Hope repeated the yawing maneuver three times and did considerable damage. At 7 pm, President brailed up her spanker and wore downwind with Endymion imitating the maneuver. Decatur had hoped to put Endymion out of the chase and escape, but Endymion aimed into Presidents hull, specifically targeting the gun ports. Many members of Presidents gun crews were cut down, significantly reducing Presidents ability to fire back at Endymion. By contrast, President primarily directed her fire at Endymions rigging in order to slow her down.

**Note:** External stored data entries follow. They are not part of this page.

//! Configuration storage seam
//!
//! Server parameters, namespace membership and API keys are owned by an
//! external configuration service. The proxy only reads them through
//! [`ConfigRepository`]; the in-memory implementation here is what the proxy
//! runs with when it is seeded from a JSON document or driven through its
//! internal HTTP API.

use std::collections::HashMap;
use std::path::Path;
use std::sync::RwLock;

use async_trait::async_trait;
use serde::{Deserialize, Serialize};

use crate::error::{StoreError, StoreResult};
use crate::types::{ApiKeyBinding, Namespace, NamespaceId, NamespaceSnapshot, ServerId, ServerParameters};

/// Read/write access to proxy configuration
#[async_trait]
pub trait ConfigRepository: Send + Sync {
    async fn server(&self, id: ServerId) -> Option<ServerParameters>;

    async fn servers(&self) -> Vec<ServerParameters>;

    async fn namespace(&self, id: NamespaceId) -> Option<NamespaceSnapshot>;

    /// Resolve the namespace an API key grants access to
    async fn namespace_for_api_key(&self, api_key: &str) -> Option<NamespaceSnapshot>;

    /// Namespaces that include the given server
    async fn namespaces_containing(&self, id: ServerId) -> Vec<NamespaceId>;

    /// Insert or replace a server; returns the namespaces it belongs to
    async fn upsert_server(&self, params: ServerParameters) -> StoreResult<Vec<NamespaceId>>;

    async fn upsert_namespace(&self, namespace: Namespace) -> StoreResult<()>;

    async fn bind_api_key(&self, binding: ApiKeyBinding) -> StoreResult<()>;
}

/// On-disk seed format
#[derive(Debug, Clone, Default, Serialize, Deserialize)]
#[serde(rename_all = "camelCase")]
pub struct ConfigDocument {
    #[serde(default)]
    pub servers: Vec<ServerParameters>,
    #[serde(default)]
    pub namespaces: Vec<Namespace>,
    #[serde(default)]
    pub api_keys: Vec<ApiKeyBinding>,
}

impl ConfigDocument {
    pub fn from_file(path: impl AsRef<Path>) -> StoreResult<Self> {
        let raw = std::fs::read_to_string(path)?;
        Ok(serde_json::from_str(&raw)?)
    }
}

#[derive(Default)]
struct StoreState {
    servers: HashMap<ServerId, ServerParameters>,
    namespaces: HashMap<NamespaceId, Namespace>,
    api_keys: HashMap<String, NamespaceId>,
}

impl StoreState {
    fn snapshot(&self, id: NamespaceId) -> Option<NamespaceSnapshot> {
        let namespace = self.namespaces.get(&id)?;
        let servers = namespace
            .server_uuids
            .iter()
            .filter_map(|server_id| self.servers.get(server_id).cloned())
            .collect();

        Some(NamespaceSnapshot {
            uuid: namespace.uuid,
            name: namespace.name.clone(),
            servers,
        })
    }
}

/// Thread-safe in-memory configuration store
#[derive(Default)]
pub struct InMemoryConfigStore {
    state: RwLock<StoreState>,
}

impl InMemoryConfigStore {
    pub fn new() -> Self {
        Self::default()
    }

    /// Build a store from a seed document, validating references
    pub fn from_document(document: ConfigDocument) -> StoreResult<Self> {
        let mut state = StoreState::default();

        for server in document.servers {
            state.servers.insert(server.uuid, server);
        }

        for namespace in document.namespaces {
            if let Some(missing) = namespace
                .server_uuids
                .iter()
                .find(|id| !state.servers.contains_key(id))
            {
                return Err(StoreError::Validation(format!(
                    "namespace '{}' references unknown server {}",
                    namespace.name, missing
                )));
            }
            state.namespaces.insert(namespace.uuid, namespace);
        }

        for binding in document.api_keys {
            if !state.namespaces.contains_key(&binding.namespace_uuid) {
                return Err(StoreError::Validation(format!(
                    "API key bound to unknown namespace {}",
                    binding.namespace_uuid
                )));
            }
            state.api_keys.insert(binding.key, binding.namespace_uuid);
        }

        tracing::info!(
            servers = state.servers.len(),
            namespaces = state.namespaces.len(),
            api_keys = state.api_keys.len(),
            "Configuration store seeded"
        );

        Ok(Self {
            state: RwLock::new(state),
        })
    }

    fn read<T>(&self, f: impl FnOnce(&StoreState) -> T) -> Option<T> {
        self.state.read().ok().map(|state| f(&state))
    }

    fn write<T>(&self, f: impl FnOnce(&mut StoreState) -> StoreResult<T>) -> StoreResult<T> {
        let mut state = self
            .state
            .write()
            .map_err(|_| StoreError::Validation("configuration store lock poisoned".to_string()))?;
        f(&mut state)
    }
}

#[async_trait]
impl ConfigRepository for InMemoryConfigStore {
    async fn server(&self, id: ServerId) -> Option<ServerParameters> {
        self.read(|state| state.servers.get(&id).cloned()).flatten()
    }

    async fn servers(&self) -> Vec<ServerParameters> {
        self.read(|state| state.servers.values().cloned().collect())
            .unwrap_or_default()
    }

    async fn namespace(&self, id: NamespaceId) -> Option<NamespaceSnapshot> {
        self.read(|state| state.snapshot(id)).flatten()
    }

    async fn namespace_for_api_key(&self, api_key: &str) -> Option<NamespaceSnapshot> {
        self.read(|state| {
            let id = state.api_keys.get(api_key)?;
            state.snapshot(*id)
        })
        .flatten()
    }

    async fn namespaces_containing(&self, id: ServerId) -> Vec<NamespaceId> {
        self.read(|state| {
            let mut ids: Vec<NamespaceId> = state
                .namespaces
                .values()
                .filter(|ns| ns.server_uuids.contains(&id))
                .map(|ns| ns.uuid)
                .collect();
            ids.sort();
            ids
        })
        .unwrap_or_default()
    }

    async fn upsert_server(&self, params: ServerParameters) -> StoreResult<Vec<NamespaceId>> {
        if params.name.contains("__") {
            return Err(StoreError::Validation(format!(
                "server name '{}' must not contain '__'",
                params.name
            )));
        }

        let id = params.uuid;
        self.write(|state| {
            state.servers.insert(id, params);
            Ok(())
        })?;
        Ok(self.namespaces_containing(id).await)
    }

    async fn upsert_namespace(&self, namespace: Namespace) -> StoreResult<()> {
        self.write(|state| {
            if let Some(missing) = namespace
                .server_uuids
                .iter()
                .find(|id| !state.servers.contains_key(id))
            {
                return Err(StoreError::NotFound(format!("server {}", missing)));
            }
            state.namespaces.insert(namespace.uuid, namespace);
            Ok(())
        })
    }

    async fn bind_api_key(&self, binding: ApiKeyBinding) -> StoreResult<()> {
        self.write(|state| {
            if !state.namespaces.contains_key(&binding.namespace_uuid) {
                return Err(StoreError::NotFound(format!(
                    "namespace {}",
                    binding.namespace_uuid
                )));
            }
            state.api_keys.insert(binding.key, binding.namespace_uuid);
            Ok(())
        })
    }
}

#[cfg(test)]
#[allow(clippy::unwrap_used)]
mod tests {
    use super::*;
    use crate::types::{McpServerType, ServerStatus, StderrMode};
    use std::collections::BTreeMap;
    use std::io::Write;

    fn server(name: &str) -> ServerParameters {
        ServerParameters {
            uuid: ServerId::new(),
            name: name.to_string(),
            server_type: McpServerType::Sse,
            command: None,
            args: Vec::new(),
            env: BTreeMap::new(),
            url: Some("http://localhost:9000/sse".to_string()),
            bearer_token: None,
            stderr_mode: StderrMode::Pipe,
            status: ServerStatus::Active,
        }
    }

    fn seeded() -> (InMemoryConfigStore, ServerParameters, Namespace) {
        let github = server("github");
        let namespace = Namespace {
            uuid: NamespaceId::new(),
            name: "dev".to_string(),
            server_uuids: vec![github.uuid],
        };
        let store = InMemoryConfigStore::from_document(ConfigDocument {
            servers: vec![github.clone()],
            namespaces: vec![namespace.clone()],
            api_keys: vec![ApiKeyBinding {
                key: "sk_mt_dev".to_string(),
                namespace_uuid: namespace.uuid,
            }],
        })
        .unwrap();
        (store, github, namespace)
    }

    #[tokio::test]
    async fn test_namespace_for_api_key() {
        let (store, github, namespace) = seeded();

        let snapshot = store.namespace_for_api_key("sk_mt_dev").await.unwrap();
        assert_eq!(snapshot.uuid, namespace.uuid);
        assert_eq!(snapshot.servers, vec![github]);

        assert!(store.namespace_for_api_key("sk_mt_unknown").await.is_none());
    }

    #[tokio::test]
    async fn test_upsert_server_reports_affected_namespaces() {
        let (store, mut github, namespace) = seeded();
        github.url = Some("http://localhost:9100/sse".to_string());

        let affected = store.upsert_server(github.clone()).await.unwrap();
        assert_eq!(affected, vec![namespace.uuid]);
        assert_eq!(store.server(github.uuid).await.unwrap().url, github.url);
    }

    #[tokio::test]
    async fn test_upsert_server_rejects_separator_in_name() {
        let (store, _, _) = seeded();
        let result = store.upsert_server(server("bad__name")).await;
        assert!(matches!(result, Err(StoreError::Validation(_))));
    }

    #[tokio::test]
    async fn test_upsert_namespace_requires_known_servers() {
        let (store, _, _) = seeded();
        let result = store
            .upsert_namespace(Namespace {
                uuid: NamespaceId::new(),
                name: "broken".to_string(),
                server_uuids: vec![ServerId::new()],
            })
            .await;
        assert!(matches!(result, Err(StoreError::NotFound(_))));
    }

    #[test]
    fn test_document_rejects_dangling_namespace_member() {
        let document = ConfigDocument {
            servers: Vec::new(),
            namespaces: vec![Namespace {
                uuid: NamespaceId::new(),
                name: "empty".to_string(),
                server_uuids: vec![ServerId::new()],
            }],
            api_keys: Vec::new(),
        };
        assert!(matches!(
            InMemoryConfigStore::from_document(document),
            Err(StoreError::Validation(_))
        ));
    }

    #[test]
    fn test_document_from_file() {
        let mut file = tempfile::NamedTempFile::new().unwrap();
        write!(file, r#"{{"servers": [], "namespaces": []}}"#).unwrap();

        let document = ConfigDocument::from_file(file.path()).unwrap();
        assert!(document.servers.is_empty());
        assert!(document.api_keys.is_empty());
    }
}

President ceased fire at 7:58 pm and hoisted a light in her rigging, indicating that she had surrendered. Presidents rigging was in a crippled state, and she was slowed to the point that she could not escape from the rest of the British squadron which would soon be in sight. The damage to her hull, however, was far more severe and she had taken on 6 ft of water in the hold. Her magazine had also been hit; 10 of Presidents 15 starboard gun ports were hit by shot, and six of the guns were dismounted or damaged.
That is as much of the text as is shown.